The press release does not give any details of any content-related issue found with the apps. Normally, the use of Section 69A has been done for taking down content hosted by the intermediaries. The intermediaries are given a direction to take down content/information which is found to be violative of the law. It is unclear whether the provision can be used to ban the intermediary altogether.
The emergency procedure appears to have been used under Rule 9 since the press release uses terms like ‘emergent nature of threats’ and ‘immediate concern which requires emergency measures’. The order may also be a temporary order as a statement by the head of Tiktok has termed the order as an interim order and said that the company has been given an opportunity to respond and submit clarifications.

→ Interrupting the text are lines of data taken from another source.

use crate::domain::auth::{RefreshToken, UsedRefreshToken};
use crate::domain::device::DeviceId;
use time::OffsetDateTime;
use uuid::Uuid;

#[derive(Debug, sqlx::FromRow)]
pub struct RefreshTokenRecord {
    pub id: Uuid,
    pub user_id: Uuid,
    pub token_hash: String,
    pub device_id: String,
    pub expires_at: OffsetDateTime,
    pub created_at: OffsetDateTime,
}

impl From<RefreshTokenRecord> for RefreshToken {
    fn from(record: RefreshTokenRecord) -> Self {
        Self {
            id: record.id,
            user_id: record.user_id,
            token_hash: record.token_hash,
            device_id: DeviceId::from_stored(record.device_id),
            expires_at: record.expires_at,
            created_at: record.created_at,
        }
    }
}

#[derive(Debug, sqlx::FromRow)]
pub struct UsedRefreshTokenRecord {
    pub user_id: Uuid,
    pub token_hash: String,
    pub device_id: String,
    pub used_at: OffsetDateTime,
    pub expires_at: OffsetDateTime,
}

impl From<UsedRefreshTokenRecord> for UsedRefreshToken {
    fn from(record: UsedRefreshTokenRecord) -> Self {
        Self {
            user_id: record.user_id,
            token_hash: record.token_hash,
            device_id: DeviceId::from_stored(record.device_id),
            used_at: record.used_at,
            expires_at: record.expires_at,
        }
    }
}
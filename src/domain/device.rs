//! Device identifiers scope a refresh grant to one client.

use rand::{RngCore, rngs::OsRng};
use serde::{Deserialize, Serialize};
use sha2::{Digest, Sha256};

/// Fingerprint used by HTTP call sites when the client declares nothing at all.
pub const PLACEHOLDER_FINGERPRINT: &str = "unknown-device";

#[derive(Debug, Clone, PartialEq, Eq, Hash, Serialize, Deserialize)]
#[serde(transparent)]
pub struct DeviceId(String);

impl DeviceId {
    /// Wraps an id read back from storage.
    #[must_use]
    pub const fn from_stored(value: String) -> Self {
        Self(value)
    }

    #[must_use]
    pub fn as_str(&self) -> &str {
        &self.0
    }
}

impl std::fmt::Display for DeviceId {
    fn fmt(&self, f: &mut std::fmt::Formatter<'_>) -> std::fmt::Result {
        f.write_str(&self.0)
    }
}

/// Derives a device id from a client fingerprint.
///
/// A non-empty fingerprint hashes to the same SHA-256 hex digest every time.
/// Without one the id is 32 random bytes, so the caller gets a fresh device on each call.
#[must_use]
pub fn derive_device_id(fingerprint: Option<&str>) -> DeviceId {
    match fingerprint.filter(|f| !f.is_empty()) {
        Some(fingerprint) => {
            let mut hasher = Sha256::new();
            hasher.update(fingerprint.as_bytes());
            DeviceId(hex::encode(hasher.finalize()))
        }
        None => {
            let mut bytes = [0u8; 32];
            OsRng.fill_bytes(&mut bytes);
            DeviceId(hex::encode(bytes))
        }
    }
}

/// Picks the fingerprint for a request: declared id, then `X-Device-Id`, then
/// `User-Agent`, then [`PLACEHOLDER_FINGERPRINT`].
#[must_use]
pub fn resolve_fingerprint<'a>(
    declared: Option<&'a str>,
    device_header: Option<&'a str>,
    user_agent: Option<&'a str>,
) -> &'a str {
    [declared, device_header, user_agent]
        .into_iter()
        .flatten()
        .map(str::trim)
        .find(|candidate| !candidate.is_empty())
        .unwrap_or(PLACEHOLDER_FINGERPRINT)
}
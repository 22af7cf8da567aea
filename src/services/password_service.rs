use crate::error::{AppError, Result};
use argon2::{
    Argon2,
    password_hash::{PasswordHash, PasswordHasher, PasswordVerifier, SaltString},
};
use rand::rngs::OsRng;

/// Argon2 hashing, run on the blocking pool so request tasks are not stalled.
#[derive(Clone, Debug, Default)]
pub struct PasswordService;

impl PasswordService {
    #[must_use]
    pub const fn new() -> Self {
        Self
    }

    #[tracing::instrument(err, skip(self, password))]
    pub async fn hash(&self, password: &str) -> Result<String> {
        let password = password.to_string();
        tokio::task::spawn_blocking(move || hash_password(&password)).await.map_err(|_| AppError::Internal)?
    }

    #[tracing::instrument(err, skip(self, password, password_hash))]
    pub async fn verify(&self, password: &str, password_hash: &str) -> Result<bool> {
        let password = password.to_string();
        let password_hash = password_hash.to_string();
        tokio::task::spawn_blocking(move || verify_password(&password, &password_hash))
            .await
            .map_err(|_| AppError::Internal)?
    }
}

fn hash_password(password: &str) -> Result<String> {
    let salt = SaltString::generate(&mut OsRng);
    let password_hash =
        Argon2::default().hash_password(password.as_bytes(), &salt).map_err(|_| AppError::Internal)?.to_string();
    Ok(password_hash)
}

fn verify_password(password: &str, password_hash: &str) -> Result<bool> {
    let parsed_hash = PasswordHash::new(password_hash).map_err(|_| AppError::Internal)?;
    Ok(Argon2::default().verify_password(password.as_bytes(), &parsed_hash).is_ok())
}
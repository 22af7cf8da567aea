use crate::domain::user::{NewUser, User, normalize_email};
use crate::error::{AppError, Result};
use crate::repository::UserRepository;
use async_trait::async_trait;
use dashmap::DashMap;
use dashmap::mapref::entry::Entry;
use time::OffsetDateTime;
use uuid::Uuid;

#[derive(Debug, Default)]
pub struct MemoryUserRepository {
    users: DashMap<Uuid, User>,
    emails: DashMap<String, Uuid>,
}

impl MemoryUserRepository {
    #[must_use]
    pub fn new() -> Self {
        Self::default()
    }

    /// Removes a user, leaving any grants they hold dangling.
    #[cfg(test)]
    pub(crate) fn remove(&self, id: Uuid) -> Option<User> {
        let (_, user) = self.users.remove(&id)?;
        self.emails.remove(&user.email);
        Some(user)
    }
}

#[async_trait]
impl UserRepository for MemoryUserRepository {
    async fn create(&self, new_user: NewUser) -> Result<User> {
        let email = normalize_email(&new_user.email);

        match self.emails.entry(email.clone()) {
            Entry::Occupied(_) => Err(AppError::BadRequest("Email is already registered".into())),
            Entry::Vacant(slot) => {
                let user = User {
                    id: Uuid::new_v4(),
                    email,
                    name: new_user.name,
                    password_hash: new_user.password_hash,
                    role: new_user.role,
                    created_at: OffsetDateTime::now_utc(),
                };
                self.users.insert(user.id, user.clone());
                slot.insert(user.id);
                Ok(user)
            }
        }
    }

    async fn find_by_email(&self, email: &str) -> Result<Option<User>> {
        let Some(id) = self.emails.get(&normalize_email(email)).map(|entry| *entry.value()) else {
            return Ok(None);
        };
        Ok(self.users.get(&id).map(|entry| entry.value().clone()))
    }

    async fn find_by_id(&self, id: Uuid) -> Result<Option<User>> {
        Ok(self.users.get(&id).map(|entry| entry.value().clone()))
    }
}
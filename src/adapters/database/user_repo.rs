use crate::adapters::database::DbPool;
use crate::adapters::database::records::UserRecord;
use crate::domain::user::{NewUser, User, normalize_email};
use crate::error::{AppError, Result};
use crate::repository::UserRepository;
use async_trait::async_trait;
use uuid::Uuid;

#[derive(Clone, Debug)]
pub struct PgUserRepository {
    pool: DbPool,
}

impl PgUserRepository {
    #[must_use]
    pub const fn new(pool: DbPool) -> Self {
        Self { pool }
    }
}

#[async_trait]
impl UserRepository for PgUserRepository {
    #[tracing::instrument(level = "debug", skip(self, user), err)]
    async fn create(&self, user: NewUser) -> Result<User> {
        let record = sqlx::query_as::<_, UserRecord>(
            r#"
            INSERT INTO users (id, email, name, password_hash, role)
            VALUES ($1, $2, $3, $4, $5)
            RETURNING id, email, name, password_hash, role, created_at
            "#,
        )
        .bind(Uuid::new_v4())
        .bind(normalize_email(&user.email))
        .bind(user.name)
        .bind(user.password_hash)
        .bind(user.role.as_str())
        .fetch_one(&self.pool)
        .await
        .map_err(|e| match e {
            sqlx::Error::Database(ref db) if db.is_unique_violation() => {
                AppError::BadRequest("Email is already registered".into())
            }
            other => AppError::Database(other),
        })?;

        record.try_into()
    }

    #[tracing::instrument(level = "debug", skip(self, email), err)]
    async fn find_by_email(&self, email: &str) -> Result<Option<User>> {
        let record = sqlx::query_as::<_, UserRecord>(
            r#"
            SELECT id, email, name, password_hash, role, created_at
            FROM users
            WHERE LOWER(email) = $1
            "#,
        )
        .bind(normalize_email(email))
        .fetch_optional(&self.pool)
        .await?;

        record.map(User::try_from).transpose()
    }

    #[tracing::instrument(level = "debug", skip(self), err)]
    async fn find_by_id(&self, id: Uuid) -> Result<Option<User>> {
        let record = sqlx::query_as::<_, UserRecord>(
            r#"
            SELECT id, email, name, password_hash, role, created_at
            FROM users
            WHERE id = $1
            "#,
        )
        .bind(id)
        .fetch_optional(&self.pool)
        .await?;

        record.map(User::try_from).transpose()
    }

    async fn ping(&self) -> Result<()> {
        sqlx::query("SELECT 1").execute(&self.pool).await?;
        Ok(())
    }
}
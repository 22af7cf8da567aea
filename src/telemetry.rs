use crate::config::{LogFormat, TelemetryConfig};
use opentelemetry::{KeyValue, global};
use opentelemetry_otlp::WithExportConfig;
use opentelemetry_sdk::{
    Resource,
    metrics::{PeriodicReader, SdkMeterProvider},
    propagation::TraceContextPropagator,
    trace::SdkTracerProvider,
};
use opentelemetry_semantic_conventions::resource::{SERVICE_NAME, SERVICE_VERSION};
use tracing_opentelemetry::OpenTelemetryLayer;
use tracing_subscriber::{EnvFilter, Registry, layer::SubscriberExt, util::SubscriberInitExt};

const SERVICE: &str = "tokenvault-server";

/// Holds the OTLP providers so buffered spans and metrics can be flushed on exit.
#[derive(Debug, Default)]
pub struct TelemetryGuard {
    tracer_provider: Option<SdkTracerProvider>,
    meter_provider: Option<SdkMeterProvider>,
}

impl TelemetryGuard {
    pub fn shutdown(self) {
        if let Some(provider) = self.tracer_provider
            && let Err(e) = provider.shutdown()
        {
            tracing::warn!(error = %e, "Failed to flush trace provider");
        }
        if let Some(provider) = self.meter_provider
            && let Err(e) = provider.shutdown()
        {
            tracing::warn!(error = %e, "Failed to flush meter provider");
        }
    }
}

/// Installs the global tracing subscriber, plus OTLP trace and metric export when an endpoint is set.
///
/// # Errors
/// Returns an error if a filter directive is invalid or an exporter cannot be built.
pub fn init_telemetry(config: &TelemetryConfig) -> anyhow::Result<TelemetryGuard> {
    let filter = EnvFilter::try_from_default_env()
        .unwrap_or_else(|_| "info".into())
        .add_directive("sqlx=warn".parse()?)
        .add_directive("hyper=warn".parse()?);

    let registry = Registry::default().with(filter);
    let mut guard = TelemetryGuard::default();

    let otel_layer = if let Some(endpoint) = &config.otlp_endpoint {
        let resource = Resource::builder()
            .with_attributes(vec![
                KeyValue::new(SERVICE_NAME, SERVICE),
                KeyValue::new(SERVICE_VERSION, env!("CARGO_PKG_VERSION")),
            ])
            .build();

        global::set_text_map_propagator(TraceContextPropagator::new());

        let tracer_provider = SdkTracerProvider::builder()
            .with_resource(resource.clone())
            .with_batch_exporter(
                opentelemetry_otlp::SpanExporter::builder().with_tonic().with_endpoint(endpoint.clone()).build()?,
            )
            .build();

        let tracer = opentelemetry::trace::TracerProvider::tracer(&tracer_provider, SERVICE);
        global::set_tracer_provider(tracer_provider.clone());

        let exporter =
            opentelemetry_otlp::MetricExporter::builder().with_tonic().with_endpoint(endpoint.clone()).build()?;
        let reader = PeriodicReader::builder(exporter).build();
        let meter_provider = SdkMeterProvider::builder().with_resource(resource).with_reader(reader).build();
        global::set_meter_provider(meter_provider.clone());

        guard.tracer_provider = Some(tracer_provider);
        guard.meter_provider = Some(meter_provider);

        Some(OpenTelemetryLayer::new(tracer))
    } else {
        None
    };

    let registry = registry.with(otel_layer);

    match config.log_format {
        LogFormat::Text => {
            registry.with(tracing_subscriber::fmt::layer()).try_init()?;
        }
        LogFormat::Json => {
            registry.with(tracing_subscriber::fmt::layer().json()).try_init()?;
        }
    }

    Ok(guard)
}
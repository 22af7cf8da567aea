use crate::api::MgmtState;
use crate::api::schemas::health::HealthResponse;
use axum::{Json, extract::State, http::StatusCode, response::IntoResponse};

/// Liveness check: returns 200 OK as long as the server is running.
pub async fn livez() -> impl IntoResponse {
    StatusCode::OK
}

/// Readiness check: verifies that the token stores are reachable.
pub async fn readyz(State(state): State<MgmtState>) -> impl IntoResponse {
    let (status_code, storage_status) = match state.health_service.check_storage().await {
        Ok(()) => (StatusCode::OK, "ok"),
        Err(e) => {
            tracing::warn!(error = %e, component = "storage", "Readiness check failed");
            (StatusCode::SERVICE_UNAVAILABLE, "error")
        }
    };

    let response = HealthResponse { status: storage_status.to_string(), storage: storage_status.to_string() };

    (status_code, Json(response))
}
pub mod auth;
pub mod auth_session;
pub mod device;
pub mod user;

While the government can claim that there is no obligation under the Blocking Rules to disclose the order, the true purpose of the confidentiality clause is to protect the identities of the complainants. Keeping this in mind, the government should reveal the reasons for the ban in the interest of transparency.
Conclusion
It is very unlikely that the affected companies like Tiktok, Tencent, etc. may take any step against the present ban immediately, but they can challenge the blocking orders in court. However, as per the Rules, the companies would have to first present their case before the Committee of Government Personnel. If the companies approach the court, the court will then decide upon the sufficiency of the reasoning and explanation provided by the government in this ban. It would then be on the government to provide a reasonable connection between the activities engaged in by the apps and the reasons for their ban.
Any restriction on fundamental rights of individuals has to be proved necessary to achieve the aim of the law. If this proportionality is absent, then such measures would be deemed to be restrictive in nature. The court would examine the proportionality and necessity of the steps that have been taken in the present scenario.
The data protection concerns as given in the press release of the MeitY are of prime significance, but the present Indian law may not be able to deal with these concerns. Hence, a specific data protection law to deal with data privacy is the need of the hour.
Sushrut Kaplay is a student at NALSAR University of Law, Hyderabad and a member of Kautilya Society, an initiative of Vidhi Centre for Legal Policy. Views are personal.